Il commissario della SEC Caroline Crenshaw ha emesso un parere separato definendo le azioni dell’agenzia “malsane e storiche”. “Sono preoccupata che questi prodotti inonderanno i mercati e finiranno direttamente nei conti pensionistici delle famiglie americane che meno possono permettersi di perdere i propri risparmi a causa di frodi e manipolazioni diffuse nei mercati spot dei bitcoin”, ha dichiarato.

La SEC aveva precedentemente respinto tali richieste sulla base del fatto che i prodotti erano a rischio di manipolazione del mercato. L’elenco dei candidati approvato mercoledì dalla SEC comprendeva alcuni dei più grandi nomi di Wall Street, da BlackRock (BLK) a Franklin Templeton (BEN), nonché alcune delle società più famose nel mondo delle criptovalute.

Questi emittenti hanno gareggiato tra loro nel periodo precedente al loro lancio per offrire le commissioni più basse nella speranza di attirare il maggior numero di investitori quando gli ETF hanno iniziato a negoziare.

Anche altri grandi operatori di Wall Street intendono entrare in azione. JPMorgan Chase (JPM)e Goldman Sachs (GS) sono tra le grandi banche che si sono offerte di aiutare alcuni di questi gestori finanziari a creare e riscattare le azioni dei loro nuovi fondi.

L’ottimismo su queste approvazioni ha aiutato il bitcoin a salire del 164% nel 2023 e a iniziare il 2024 sopra i 47.000 dollari, il livello più alto in quasi due anni.

L’industria delle criptovalute attende questo momento da oltre un decennio. La prima richiesta di creare uno spot ETF bitcoin è arrivata nel 2013 da parte degli imprenditori cripto e dei gemelli Tyler e Cameron Winklevoss, Da allora, la SEC ha respinto più di 30 richieste simili.

Un importante punto di svolta si è verificato lo scorso anno a giugno, quando il più grande gestore finanziario del mondo, BlackRock, ha richiesto ETF spot su bitcoin. L’interesse di uno dei più grandi nomi di Wall Street ha spinto altri gestori patrimoniali a seguirne l’esempio.

Un altro importante sviluppo si è verificato lo scorso agosto quando uno dei pretendenti dell’agenzia, Grayscale Investments, ha ottenuto una significativa vittoria legale contro la SEC. Grayscale aveva citato in giudizio la SEC nel 2022 dopo che non le era stato permesso di convertire il Grayscale Bitcoin Trust (GBTC) in un’offerta spot di bitcoin.

La sua argomentazione principale era che l’agenzia aveva già approvato prodotti negoziati in borsa che contenevano futures su bitcoin e quindi agiva in modo arbitrario e capriccioso.

Tre giudici della Corte d’Appello del Distretto di Columbia a Washington si sono schierati con Grayscale, affermando che la società aveva “prove sostanziali” che il suo prodotto era simile a un ETF sui futures bitcoin precedentemente approvato dalla SEC.

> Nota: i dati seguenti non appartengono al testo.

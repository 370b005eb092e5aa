//! Rebound Pong - a two-paddle arcade simulation
//!
//! Core modules:
//! - `sim`: Deterministic simulation (bodies, entities, collisions, controllers)
//! - `renderer`: Render-facing frame description (shapes, score, FPS overlay)
//! - `fps`: Frame rate instrumentation
//! - `settings`: Host configuration (arena size, seed, opponent)

pub mod fps;
pub mod renderer;
pub mod settings;
pub mod sim;

pub use settings::{Opponent, Settings};
pub use sim::{Game, SimContext, World};

/// Game configuration constants
pub mod consts {
    /// Launch speed of a served ball (units/s)
    pub const BALL_SPEED: f32 = 800.0;
    /// Above this speed a paddle rebound no longer speeds the ball up
    pub const BALL_MAX_SPEED: f32 = 2400.0;
    /// Balls in play once the spawner has finished
    pub const MAX_BALL_COUNT: usize = 3;
    /// Vertical paddle speed while a move key is held (units/s)
    pub const PADDLE_SPEED: f32 = 550.0;
    /// Horizontal kick a paddle takes from a side hit (units/s)
    pub const PADDLE_BOUNCE_SPEED: f32 = 100.0;
    /// Ball x-velocity gain per paddle side hit
    pub const REBOUND_MULTIPLIER: f32 = 1.05;

    /// Paddle box
    pub const PADDLE_WIDTH: f32 = 16.0;
    pub const PADDLE_HEIGHT: f32 = 90.0;
    /// Ball box (rendered as a circle of radius `BALL_SIZE`)
    pub const BALL_SIZE: f32 = 8.0;

    /// Paddle spring: `vx += PADDLE_SPRING * dt_ms * displacement²`
    pub const PADDLE_SPRING: f32 = 0.001;
    /// Per-tick horizontal damping factor
    pub const PADDLE_DAMPING: f32 = 0.8;
    /// Snap to rest when closer than this...
    pub const PADDLE_SNAP_DISTANCE: f32 = 2.0;
    /// ...and slower than this
    pub const PADDLE_SNAP_SPEED: f32 = 1.0;

    /// Gap between a waiting ball and its owning paddle
    pub const BALL_ALIGN_GAP: f32 = 20.0;
    /// Half-width of the random launch cone (30 degrees)
    pub const LAUNCH_SPREAD: f32 = std::f32::consts::FRAC_PI_6;

    /// Delay before a scored ball returns to its new owner (ms)
    pub const SCORE_RESET_DELAY_MS: f64 = 200.0;
    /// Pause before the computer serves (ms)
    pub const AI_LAUNCH_DELAY_MS: f64 = 300.0;
    /// Vertical tolerance before the computer paddle moves
    pub const AI_DEAD_ZONE: f32 = 20.0;

    /// Interval between extra ball spawns (ms)
    pub const BALL_SPAWN_INTERVAL_MS: f64 = 30_000.0;

    /// Sweep attempts per axis per tick before giving up
    pub const MAX_SWEEP_STEPS: u32 = 1024;
    /// Longest tick the game driver will simulate in one go (ms)
    pub const MAX_TICK_MS: f32 = 100.0;
}
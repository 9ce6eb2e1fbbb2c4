//! Host-side facade for Reclaim identity verification.
//!
//! Build a [`VerificationRequest`], hand it to a [`Verifier`], and await a
//! [`ClaimCreationProof`] or a [`VerificationError`]. The verification engine
//! and the host display are injected through the [`VerificationEngine`] and
//! [`DisplayHost`] traits.

pub mod config;
pub mod display;
pub mod engine;
pub mod error;
pub mod request;
pub mod routes;
pub mod session;
pub mod types;
pub mod webhook;

#[cfg(test)]
mod testing;

pub use config::{AppConfigStore, EnvConfig, ManifestConfig, MapConfig, VerifierSettings};
pub use display::{DisplayHost, Presentation, SurfaceId};
pub use engine::{
    completion_channel, ClaimCreationProof, Completer, CompletionReceiver, SessionContext,
    VerificationEngine, VerificationResult,
};
pub use error::{ErrorKind, VerificationError};
pub use request::{RequestParams, SessionInformation, VerificationOptions, VerificationRequest};
pub use session::{SessionState, VerificationSession, Verifier};
pub use webhook::{CompletionRegistry, WebhookEngine};
use serde::{Deserialize, Serialize};
use thiserror::Error;

/// Terminal failure of a verification attempt.
///
/// Every variant surfaces unchanged to the caller of
/// [`Verifier::start_verification`](crate::session::Verifier::start_verification).
#[derive(Debug, Clone, PartialEq, Eq, Error)]
pub enum VerificationError {
    #[error("missing app configuration entry: {0}")]
    ConfigurationMissing(String),

    #[error("no active display context to present the verification surface")]
    PresentationUnavailable,

    #[error("verification was cancelled")]
    Cancelled,

    #[error("verification was dismissed by the user")]
    Dismissed,

    #[error("verification session expired")]
    SessionExpired,

    #[error("verification failed: {0}")]
    Failed(String),
}

/// Fieldless discriminant of [`VerificationError`], used on the webhook wire.
#[derive(Debug, Clone, Copy, PartialEq, Eq, Serialize, Deserialize)]
#[serde(rename_all = "snake_case")]
pub enum ErrorKind {
    ConfigurationMissing,
    PresentationUnavailable,
    Cancelled,
    Dismissed,
    SessionExpired,
    Failed,
}

impl VerificationError {
    pub fn kind(&self) -> ErrorKind {
        match self {
            Self::ConfigurationMissing(_) => ErrorKind::ConfigurationMissing,
            Self::PresentationUnavailable => ErrorKind::PresentationUnavailable,
            Self::Cancelled => ErrorKind::Cancelled,
            Self::Dismissed => ErrorKind::Dismissed,
            Self::SessionExpired => ErrorKind::SessionExpired,
            Self::Failed(_) => ErrorKind::Failed,
        }
    }

    /// The diagnostic string carried by the error, if its kind has one.
    pub fn reason(&self) -> Option<&str> {
        match self {
            Self::ConfigurationMissing(key) => Some(key.as_str()),
            Self::Failed(reason) => Some(reason.as_str()),
            _ => None,
        }
    }

    /// Rebuild an error from its wire form. A missing reason becomes an empty string.
    pub fn from_kind(kind: ErrorKind, reason: Option<String>) -> Self {
        match kind {
            ErrorKind::ConfigurationMissing => Self::ConfigurationMissing(reason.unwrap_or_default()),
            ErrorKind::PresentationUnavailable => Self::PresentationUnavailable,
            ErrorKind::Cancelled => Self::Cancelled,
            ErrorKind::Dismissed => Self::Dismissed,
            ErrorKind::SessionExpired => Self::SessionExpired,
            ErrorKind::Failed => Self::Failed(reason.unwrap_or_default()),
        }
    }

    /// Short message a host application shows to the end user.
    pub fn user_message(&self) -> &'static str {
        match self {
            Self::Cancelled => "Cancelled",
            Self::Dismissed => "Cancelled by user",
            Self::SessionExpired => "Verification session expired, please try again",
            Self::PresentationUnavailable => "Could not open the verification screen",
            Self::ConfigurationMissing(_) => "Verification is not configured for this app",
            Self::Failed(_) => "Something went wrong",
        }
    }
}
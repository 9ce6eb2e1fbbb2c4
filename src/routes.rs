use std::sync::Arc;

use axum::extract::{Path, State};
use axum::http::StatusCode;
use axum::response::{IntoResponse, Response};
use axum::Json;

use crate::types::{CompletionPayload, DeliveryResponse, ErrorResponse, HealthResponse};
use crate::webhook::CompletionRegistry;

/// Shared application state passed to all route handlers.
pub struct AppState {
    pub registry: Arc<CompletionRegistry>,
}

/// POST /sessions/:session_id/complete: deliver a session's terminal result.
///
/// Request body: CompletionPayload { proof } or { error: { kind, reason? } }
/// Response: DeliveryResponse { delivered: true }, 404 when no session is waiting
pub async fn complete_handler(
    State(state): State<Arc<AppState>>,
    Path(session_id): Path<String>,
    Json(payload): Json<CompletionPayload>,
) -> Response {
    let result = match payload.into_result() {
        Ok(result) => result,
        Err(error) => {
            return (StatusCode::BAD_REQUEST, Json(ErrorResponse { error })).into_response();
        }
    };

    if state.registry.complete(&session_id, result) {
        (StatusCode::OK, Json(DeliveryResponse { delivered: true })).into_response()
    } else {
        (
            StatusCode::NOT_FOUND,
            Json(ErrorResponse {
                error: format!("No pending session: {}", session_id),
            }),
        )
            .into_response()
    }
}

/// GET /health: health check endpoint.
///
/// Response: HealthResponse { status: "ok", pendingSessions: N }
pub async fn health_handler(State(state): State<Arc<AppState>>) -> impl IntoResponse {
    (
        StatusCode::OK,
        Json(HealthResponse {
            status: "ok".to_string(),
            pending_sessions: state.registry.pending_count(),
        }),
    )
}

/// Build the axum router with all routes.
pub fn build_router(state: Arc<AppState>) -> axum::Router {
    use axum::routing::{get, post};
    use tower_http::cors::{Any, CorsLayer};

    let cors = CorsLayer::new()
        .allow_origin(Any)
        .allow_methods(Any)
        .allow_headers(Any);

    axum::Router::new()
        .route("/sessions/:session_id/complete", post(complete_handler))
        .route("/health", get(health_handler))
        .layer(cors)
        .with_state(state)
}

Ciò ha costretto la SEC a rivedere la richiesta di ETF bitcoin spot di Grayscale, insieme ad altre presentate da gestori finanziari rivali. “Ora ci troviamo di fronte a nuovi documenti simili a quelli con cui in precedenza non eravamo d’accordo”, ha detto Gensler in una nota mercoledì. “Tuttavia, la situazione è cambiata.”

Uno dei candidati, Cathie Wood, CEO di Ark Investment Management, ha dichiarato a Yahoo Finance che i principali fornitori di ETF bitcoin sono quelli che prendono più denaro dagli investitori in assoluto.

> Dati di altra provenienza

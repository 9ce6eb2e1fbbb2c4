use std::collections::HashMap;
use std::path::Path;
use std::time::Duration;

/// Configuration key holding the Reclaim application id.
pub const APP_ID_KEY: &str = "ReclaimAppId";
/// Configuration key holding the Reclaim application secret.
pub const APP_SECRET_KEY: &str = "ReclaimAppSecret";
/// Object in a host manifest that carries the credential keys.
pub const MANIFEST_SECTION: &str = "ReclaimInAppSDKParam";

/// Read-only key lookup into the host application's packaging metadata.
pub trait AppConfigStore: Send + Sync {
    fn get(&self, key: &str) -> Option<String>;
}

/// In-memory configuration, mostly for tests and embedding hosts.
#[derive(Debug, Clone, Default)]
pub struct MapConfig {
    entries: HashMap<String, String>,
}

impl MapConfig {
    pub fn new() -> Self {
        Self::default()
    }

    pub fn with(mut self, key: &str, value: &str) -> Self {
        self.entries.insert(key.to_string(), value.to_string());
        self
    }
}

impl AppConfigStore for MapConfig {
    fn get(&self, key: &str) -> Option<String> {
        self.entries.get(key).cloned()
    }
}

/// Looks keys up verbatim in the process environment.
#[derive(Debug, Clone, Copy, Default)]
pub struct EnvConfig;

impl AppConfigStore for EnvConfig {
    fn get(&self, key: &str) -> Option<String> {
        std::env::var(key).ok()
    }
}

/// Credentials read from a JSON manifest of the form
/// `{"ReclaimInAppSDKParam": {"ReclaimAppId": "...", "ReclaimAppSecret": "..."}}`.
///
/// A manifest without the section parses fine and simply has no entries, so the
/// request builder reports the missing key rather than the loader.
#[derive(Debug, Clone, Default)]
pub struct ManifestConfig {
    entries: HashMap<String, String>,
}

impl ManifestConfig {
    pub fn load(path: &Path) -> Result<Self, String> {
        let contents = std::fs::read_to_string(path)
            .map_err(|e| format!("Failed to read manifest at {}: {}", path.display(), e))?;
        Self::from_json_str(&contents)
            .map_err(|e| format!("Failed to parse manifest at {}: {}", path.display(), e))
    }

    pub fn from_json_str(contents: &str) -> Result<Self, String> {
        let json: serde_json::Value = serde_json::from_str(contents).map_err(|e| e.to_string())?;
        let entries = json
            .get(MANIFEST_SECTION)
            .and_then(|section| section.as_object())
            .map(|section| {
                section
                    .iter()
                    .filter_map(|(k, v)| v.as_str().map(|s| (k.clone(), s.to_string())))
                    .collect()
            })
            .unwrap_or_default();
        Ok(Self { entries })
    }
}

impl AppConfigStore for ManifestConfig {
    fn get(&self, key: &str) -> Option<String> {
        self.entries.get(key).cloned()
    }
}

/// Runtime knobs for the session controller.
#[derive(Debug, Clone, Default)]
pub struct VerifierSettings {
    /// Resolve a session as expired if no completion arrives in time.
    /// `None` waits indefinitely.
    pub session_timeout: Option<Duration>,
}

impl VerifierSettings {
    pub fn from_env() -> Self {
        Self::from_lookup(|key| std::env::var(key).ok())
    }

    /// Zero or an unparsable value means no timeout.
    pub fn from_lookup(lookup: impl Fn(&str) -> Option<String>) -> Self {
        let session_timeout = lookup("RECLAIM_SESSION_TIMEOUT_SECS")
            .and_then(|v| v.trim().parse::<u64>().ok())
            .filter(|secs| *secs > 0)
            .map(Duration::from_secs);

        Self { session_timeout }
    }
}

/// Settings for the demo host binary.
#[derive(Debug, Clone)]
pub struct HostConfig {
    pub port: u16,
    pub provider_id: String,
    pub manifest_path: Option<String>,
    pub verifier: VerifierSettings,
}

impl HostConfig {
    pub fn from_env() -> Self {
        Self::from_lookup(|key| std::env::var(key).ok())
    }

    pub fn from_lookup(lookup: impl Fn(&str) -> Option<String>) -> Self {
        let port = lookup("PORT")
            .and_then(|v| v.parse().ok())
            .unwrap_or(4004);
        let provider_id = lookup("RECLAIM_PROVIDER_ID").unwrap_or_default();
        let manifest_path = lookup("RECLAIM_MANIFEST").filter(|p| !p.is_empty());

        Self {
            port,
            provider_id,
            manifest_path,
            verifier: VerifierSettings::from_lookup(&lookup),
        }
    }

    /// The credential source selected by the environment: the manifest when one
    /// is configured, the process environment otherwise.
    pub fn app_config(&self) -> Result<Box<dyn AppConfigStore>, String> {
        match &self.manifest_path {
            Some(path) => Ok(Box::new(ManifestConfig::load(Path::new(path))?)),
            None => Ok(Box::new(EnvConfig)),
        }
    }
}
use std::collections::HashMap;
use std::sync::{Arc, Mutex};

use async_trait::async_trait;

use crate::engine::{Completer, SessionContext, VerificationEngine, VerificationResult};
use crate::error::VerificationError;
use crate::request::VerificationRequest;

/// Sessions waiting for a result delivered over the webhook, keyed by session id.
#[derive(Default)]
pub struct CompletionRegistry {
    pending: Mutex<HashMap<String, Completer>>,
}

impl CompletionRegistry {
    pub fn new() -> Arc<Self> {
        Arc::new(Self::default())
    }

    /// Park `completer` under `session_id`. A session id that is already
    /// pending is rejected so one remote result cannot resolve two sessions.
    pub fn register(&self, session_id: &str, completer: Completer) -> Result<(), VerificationError> {
        let mut pending = self.lock();
        pending.retain(|_, c| !c.is_completed());
        if pending.contains_key(session_id) {
            return Err(VerificationError::Failed(format!(
                "session {} is already awaiting a webhook result",
                session_id
            )));
        }
        pending.insert(session_id.to_string(), completer);
        tracing::debug!(session_id, pending = pending.len(), "Registered webhook session");
        Ok(())
    }

    /// Deliver the result for `session_id`. Returns `false` for unknown or
    /// already resolved sessions.
    pub fn complete(&self, session_id: &str, result: VerificationResult) -> bool {
        let completer = self.lock().remove(session_id);
        match completer {
            Some(completer) => {
                let delivered = completer.complete(result);
                tracing::debug!(session_id, delivered, "Webhook result received");
                delivered
            }
            None => {
                tracing::warn!(session_id, "Webhook result for unknown or expired session");
                false
            }
        }
    }

    /// Number of sessions still waiting. Sessions resolved through another
    /// path (user dismissal, timeout) are not counted.
    pub fn pending_count(&self) -> usize {
        let mut pending = self.lock();
        pending.retain(|_, c| !c.is_completed());
        pending.len()
    }

    fn lock(&self) -> std::sync::MutexGuard<'_, HashMap<String, Completer>> {
        self.pending.lock().unwrap_or_else(|poisoned| poisoned.into_inner())
    }
}

/// Engine adapter for verification flows that run remotely and report their
/// outcome to the host's webhook.
pub struct WebhookEngine {
    registry: Arc<CompletionRegistry>,
}

impl WebhookEngine {
    pub fn new(registry: Arc<CompletionRegistry>) -> Self {
        Self { registry }
    }
}

#[async_trait]
impl VerificationEngine for WebhookEngine {
    async fn initialize(
        &self,
        request: &VerificationRequest,
        ctx: &SessionContext,
        completer: Completer,
    ) -> Result<(), VerificationError> {
        self.registry.register(ctx.session_id(), completer)?;
        let webhook_url = match request {
            VerificationRequest::Params(params) => params.webhook_url.as_deref(),
            VerificationRequest::Url(_) => None,
        };
        tracing::info!(
            session_id = %ctx.session_id(),
            webhook_url = webhook_url.unwrap_or("<host default>"),
            "Awaiting webhook result"
        );
        Ok(())
    }
}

I vincitori saranno “pochi e sarà il più fluido”, ha detto, per il loro primo ruolo nella creazione di Facebook. Storicamente, l’introduzione di altri prodotti Bitcoin ha causato un aumento del prezzo dello stesso.

È successo nel 2017 con il lancio dei primi contratti futures su bitcoin nel Paese e poi nel 2021 con l’approvazione da parte della SEC dei primi ETF su futures bitcoin. I prezzi salirono alle stelle per poi crollare significativamente l’anno successivo al lancio.

Nelle ultime settimane si è discusso molto se bitcoin salirà o scenderà quando arriverà la tanto decantata approvazione. Gautam Chhugani, amministratore delegato del braccio di ricerca di Bernstein, ha affermato che il suo team stima che tali prodotti finanziari genereranno 10 miliardi di dollari o più in flussi di investimenti entro la fine del 2024 e “centinaia di miliardi di dollari” in un periodo di due anni.

Ciò, ha affermato, contribuirà a spingere il prezzo del bitcoin ancora più in alto. “Crediamo che Bitcoin raggiungerà i 150.000 dollari entro il 2025”, ha aggiunto Chhugani.